こんばんわ、トーコです。
今日は、朝吹真理子の『流跡』です。
■あらすじ
1頁も本が読めないと思っているうちに、舟頭になり、いつも間にやら様々な風景を見ている。
流れるようにことばが漂う作品です。
■作品を読んで
まずは、これまでに紹介した朝吹真理子作品です。
この作品の印象は、なかなか斬新だなと思いました。なんか、脈絡がないように見えて実は1本の線でつながっている感じ。
川の流れというよりかは、習字で使う筆の字のような流れ方をする作品な気がします。するすると流れていく感じがなかなかないです。
なんという、つかみどころの表現が見つからないコメントでしょう。実際に体感した方がいいので、読んでみてください。
さて、本編に行きましょう。
この作品は、「流跡」と「家路」という2作の短編が収録されています。最初は「流跡」です。
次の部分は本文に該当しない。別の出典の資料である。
//! API middleware for API key authorization.

use crate::auth::API_KEY_HEADER;
use crate::error::ApiError;
use crate::state::AppState;
use axum::{
    body::Body,
    extract::State,
    http::Request,
    middleware::Next,
    response::{IntoResponse, Response},
};
use std::sync::Arc;
use tracing::warn;

/// Extracts the API key header value, if present and valid UTF-8.
fn extract_api_key(request: &Request<Body>) -> Option<&str> {
    request
        .headers()
        .get(API_KEY_HEADER)
        .and_then(|v| v.to_str().ok())
}

/// Authorization middleware.
///
/// Lets the request through only when the `key` header exactly matches an
/// allowed key; otherwise answers 401 without calling the handler.
pub async fn require_api_key(
    State(state): State<Arc<AppState>>,
    request: Request<Body>,
    next: Next,
) -> Response {
    if !state.api_keys.is_allowed(extract_api_key(&request)) {
        warn!(path = %request.uri().path(), "Rejected request without an allowed API key");
        return ApiError::Unauthorized.into_response();
    }

    next.run(request).await
}

#[cfg(test)]
mod tests {
    use super::*;

    #[test]
    fn test_extract_api_key_present() {
        let request = Request::builder()
            .uri("/users")
            .header("key", "c39547b2-dfcc-4c24-a867-55f26e1ca772")
            .body(Body::empty())
            .unwrap();

        assert_eq!(
            extract_api_key(&request),
            Some("c39547b2-dfcc-4c24-a867-55f26e1ca772")
        );
    }

    #[test]
    fn test_extract_api_key_header_name_is_case_insensitive() {
        let request = Request::builder()
            .uri("/users")
            .header("KEY", "abc")
            .body(Body::empty())
            .unwrap();

        assert_eq!(extract_api_key(&request), Some("abc"));
    }

    #[test]
    fn test_extract_api_key_missing() {
        let request = Request::builder().uri("/users").body(Body::empty()).unwrap();
        assert_eq!(extract_api_key(&request), None);
    }

    #[test]
    fn test_api_key_header_constant() {
        assert_eq!(API_KEY_HEADER, "key");
    }
}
まず、冒頭の3ページ分まさかの段落の区切りがありません。そのせいか、かなり文字で真っ黒です。
しかも、読んでも読んでも進まない、それも何日もという謎の告白から始まります。そこらから3ページ分ほど段落の区切りなく文章が続きます。
この3ページの終わりがこの言葉でいったん閉じます。
細胞液や血液や河川はその命脈のあるかぎり流れつづけてとどまることがないように、文字もまたとどまることから逃げてゆくんだろうか。綴じ目をつきやぶってそして本をすりぬけていく。流れていこうとする。はみだしてゆく。しかしどこへ―
何だか、この作品を通して何かの実験をするのでしょうか。流れるということにすごく重きというか注目がゆくようになっています。
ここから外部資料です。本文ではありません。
//! Error types for the REST API.

use crate::models::{MessageResponse, ValidationErrors};
use axum::Json;
use axum::http::StatusCode;
use axum::response::{IntoResponse, Response};
use std::any::Any;

#[cfg(test)]
mod tests;

/// Body returned for requests without a valid API key.
pub const UNAUTHORIZED_MESSAGE: &str = "sorry, you are not authorized.";

/// Body returned for unmatched routes.
pub const ROUTE_NOT_FOUND_MESSAGE: &str = "This is nowhere to be found.";

/// Body returned when a requested download does not exist.
pub const FILE_NOT_FOUND_MESSAGE: &str = "ERROR: file not found";

/// Body returned for filenames outside the accepted set.
pub const INVALID_FILENAME_MESSAGE: &str = "ERROR: invalid filename";

const NASTY_ERROR_PREFIX: &str = "Sorry there was a nasty error - ";

/// API error types.
#[derive(Debug, thiserror::Error)]
pub enum ApiError {
    /// Missing or unknown API key.
    #[error("Unauthorized")]
    Unauthorized,

    /// No route matched the request.
    #[error("Route not found")]
    RouteNotFound,

    /// Record failed validation.
    #[error("Validation failed: {0}")]
    Validation(ValidationErrors),

    /// Invalid request.
    #[error("Invalid request: {0}")]
    InvalidRequest(String),

    /// Filename outside the accepted character set. Holds the rejected name.
    #[error("Invalid filename: {0}")]
    InvalidFilename(String),

    /// Requested download does not exist.
    #[error("File not found: {0}")]
    FileNotFound(String),

    /// Database error.
    #[error("Database error: {0}")]
    Database(String),

    /// Filesystem error.
    #[error("IO error: {0}")]
    Io(String),

    /// Internal server error.
    #[error("Internal server error: {0}")]
    Internal(String),
}

impl ApiError {
    /// Stable category reported in generic error bodies.
    #[must_use]
    pub fn code(&self) -> &'static str {
        match self {
            ApiError::Unauthorized => "UNAUTHORIZED",
            ApiError::RouteNotFound => "NOT_FOUND",
            ApiError::Validation(_) => "VALIDATION_FAILED",
            ApiError::InvalidRequest(_) => "INVALID_REQUEST",
            ApiError::InvalidFilename(_) => "INVALID_FILENAME",
            ApiError::FileNotFound(_) => "FILE_NOT_FOUND",
            ApiError::Database(_) => "DATABASE_ERROR",
            ApiError::Io(_) => "IO_ERROR",
            ApiError::Internal(_) => "INTERNAL_ERROR",
        }
    }

    /// HTTP status for this error.
    #[must_use]
    pub fn status(&self) -> StatusCode {
        match self {
            ApiError::Unauthorized => StatusCode::UNAUTHORIZED,
            ApiError::RouteNotFound => StatusCode::NOT_FOUND,
            ApiError::Validation(_) => StatusCode::UNPROCESSABLE_ENTITY,
            ApiError::InvalidRequest(_) | ApiError::InvalidFilename(_) => StatusCode::BAD_REQUEST,
            ApiError::FileNotFound(_) => StatusCode::OK,
            ApiError::Database(_) | ApiError::Io(_) | ApiError::Internal(_) => {
                StatusCode::INTERNAL_SERVER_ERROR
            }
        }
    }
}

/// Builds the generic error body for a category code.
#[must_use]
pub fn nasty_error_message(code: &str) -> String {
    format!("{}{}", NASTY_ERROR_PREFIX, code)
}

impl IntoResponse for ApiError {
    fn into_response(self) -> Response {
        let status = self.status();
        match self {
            ApiError::Validation(errors) => (status, Json(errors)).into_response(),
            ApiError::Unauthorized => {
                (status, Json(MessageResponse::new(UNAUTHORIZED_MESSAGE))).into_response()
            }
            ApiError::RouteNotFound => {
                (status, Json(MessageResponse::new(ROUTE_NOT_FOUND_MESSAGE))).into_response()
            }
            ApiError::FileNotFound(_) => {
                (status, Json(MessageResponse::new(FILE_NOT_FOUND_MESSAGE))).into_response()
            }
            ApiError::InvalidRequest(ref msg) => {
                let message = format!("ERROR: {}", msg);
                (status, Json(MessageResponse::new(message))).into_response()
            }
            ApiError::InvalidFilename(ref name) => {
                tracing::warn!(filename = %name, "Rejected filename");
                (status, Json(MessageResponse::new(INVALID_FILENAME_MESSAGE))).into_response()
            }
            ApiError::Database(ref msg) | ApiError::Io(ref msg) | ApiError::Internal(ref msg) => {
                tracing::error!(code = self.code(), "{}", msg);
                let body = MessageResponse::new(nasty_error_message(self.code()));
                (status, Json(body)).into_response()
            }
        }
    }
}

impl From<sqlx::Error> for ApiError {
    fn from(err: sqlx::Error) -> Self {
        ApiError::Database(err.to_string())
    }
}

impl From<std::io::Error> for ApiError {
    fn from(err: std::io::Error) -> Self {
        ApiError::Io(err.to_string())
    }
}

impl From<ValidationErrors> for ApiError {
    fn from(errors: ValidationErrors) -> Self {
        ApiError::Validation(errors)
    }
}

/// Renders a handler panic as a generic error response.
///
/// Installed through `tower_http::catch_panic::CatchPanicLayer`.
pub fn panic_response(err: Box<dyn Any + Send + 'static>) -> Response {
    let detail = if let Some(s) = err.downcast_ref::<String>() {
        s.clone()
    } else if let Some(s) = err.downcast_ref::<&str>() {
        (*s).to_string()
    } else {
        "unknown panic".to_string()
    };
    tracing::error!(code = "PANIC", "handler panicked: {}", detail);

    (
        StatusCode::INTERNAL_SERVER_ERROR,
        Json(MessageResponse::new(nasty_error_message("PANIC"))),
    )
        .into_response()
}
どこに向かうのでしょうか。この時点では全く読めないと思います。少なくともトーコはそう思いました。
すると次の段落で、もののけか、おにか、と言っている間に人のかたちが現れます。
さらに、褌一丁で筮竹を持ってという描写から、どこか別の世界にタイムスリップしたような場面になります。
そこから、桜並木に大きな白い布を張って映画が映し出されています。スクリーンに映る景色が雪か桜かわからなくなりながらも、なんかどこかで見たことのあるかもしれない風景。
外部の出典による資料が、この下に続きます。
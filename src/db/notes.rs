//! PostgreSQL repository for notes.

use super::DatabasePool;
use crate::models::{Note, NoteFields};
use crate::repository::{NoteRepository, RepoResult};
use async_trait::async_trait;

/// Column list with casts, so tables created with `integer` ids or
/// `timestamp` columns still decode.
const NOTE_COLUMNS: &str = "id::BIGINT AS id, title, body, \
     created_at::TIMESTAMPTZ AS created_at, updated_at::TIMESTAMPTZ AS updated_at";

/// Notes stored in PostgreSQL.
#[derive(Clone)]
pub struct PgNoteRepository {
    db: DatabasePool,
}

impl PgNoteRepository {
    /// Creates the repository on the given connection.
    #[must_use]
    pub fn new(db: DatabasePool) -> Self {
        Self { db }
    }
}

#[async_trait]
impl NoteRepository for PgNoteRepository {
    async fn list(&self) -> RepoResult<Vec<Note>> {
        let sql = format!("SELECT {} FROM notes ORDER BY id", NOTE_COLUMNS);
        let notes = sqlx::query_as::<_, Note>(&sql)
            .fetch_all(self.db.pool())
            .await?;
        Ok(notes)
    }

    async fn find(&self, id: i64) -> RepoResult<Option<Note>> {
        let sql = format!("SELECT {} FROM notes WHERE id = $1", NOTE_COLUMNS);
        let note = sqlx::query_as::<_, Note>(&sql)
            .bind(id)
            .fetch_optional(self.db.pool())
            .await?;
        Ok(note)
    }

    async fn create(&self, fields: NoteFields) -> RepoResult<Note> {
        let sql = format!(
            r#"
            INSERT INTO notes (title, body, created_at, updated_at)
            VALUES ($1, $2, NOW(), NOW())
            RETURNING {}
            "#,
            NOTE_COLUMNS
        );
        let note = sqlx::query_as::<_, Note>(&sql)
            .bind(&fields.title)
            .bind(&fields.body)
            .fetch_one(self.db.pool())
            .await?;
        Ok(note)
    }

    async fn update(&self, id: i64, fields: NoteFields) -> RepoResult<Option<Note>> {
        let sql = format!(
            r#"
            UPDATE notes
            SET title = $1, body = $2, updated_at = NOW()
            WHERE id = $3
            RETURNING {}
            "#,
            NOTE_COLUMNS
        );
        let note = sqlx::query_as::<_, Note>(&sql)
            .bind(&fields.title)
            .bind(&fields.body)
            .bind(id)
            .fetch_optional(self.db.pool())
            .await?;
        Ok(note)
    }

    async fn delete(&self, id: i64) -> RepoResult<bool> {
        let result = sqlx::query("DELETE FROM notes WHERE id = $1")
            .bind(id)
            .execute(self.db.pool())
            .await?;
        Ok(result.rows_affected() > 0)
    }
}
もうじきクライマックスというところで、まさかのフィルムが止まります。クライマックスにたどり着かない映画からまた場面が移ります。
それから海上にせり出す大きな神社の参道につきます。なんだか、厳島神社のような場所をイメージしてしまいます。
そこで装束を着て舞を舞っています。かと思えば、いつも間にやらぐちゃぐちゃになりながら、舟に乗り、夜空の星を見ています。
しかし、いつも間にやら船頭になり、舟に乗って浮遊しています。へどろやUSBメモリという言葉で相当時代が変わったんだな、と感じさせます。
男はひらすら闇夜に棹をさし、腰をつっぱらせます。帰る場所ってどこだっけ。女房を殺したんだっけ、同僚を殺したんだっけ。わからなくなります。一体自分のストーリーがわからなくなります。ある日のこと、ついにある場所にたどり着きます。
その描写が終わると、また新たな場面が登場します。よく読まないといつも間にやら人物が変わっています。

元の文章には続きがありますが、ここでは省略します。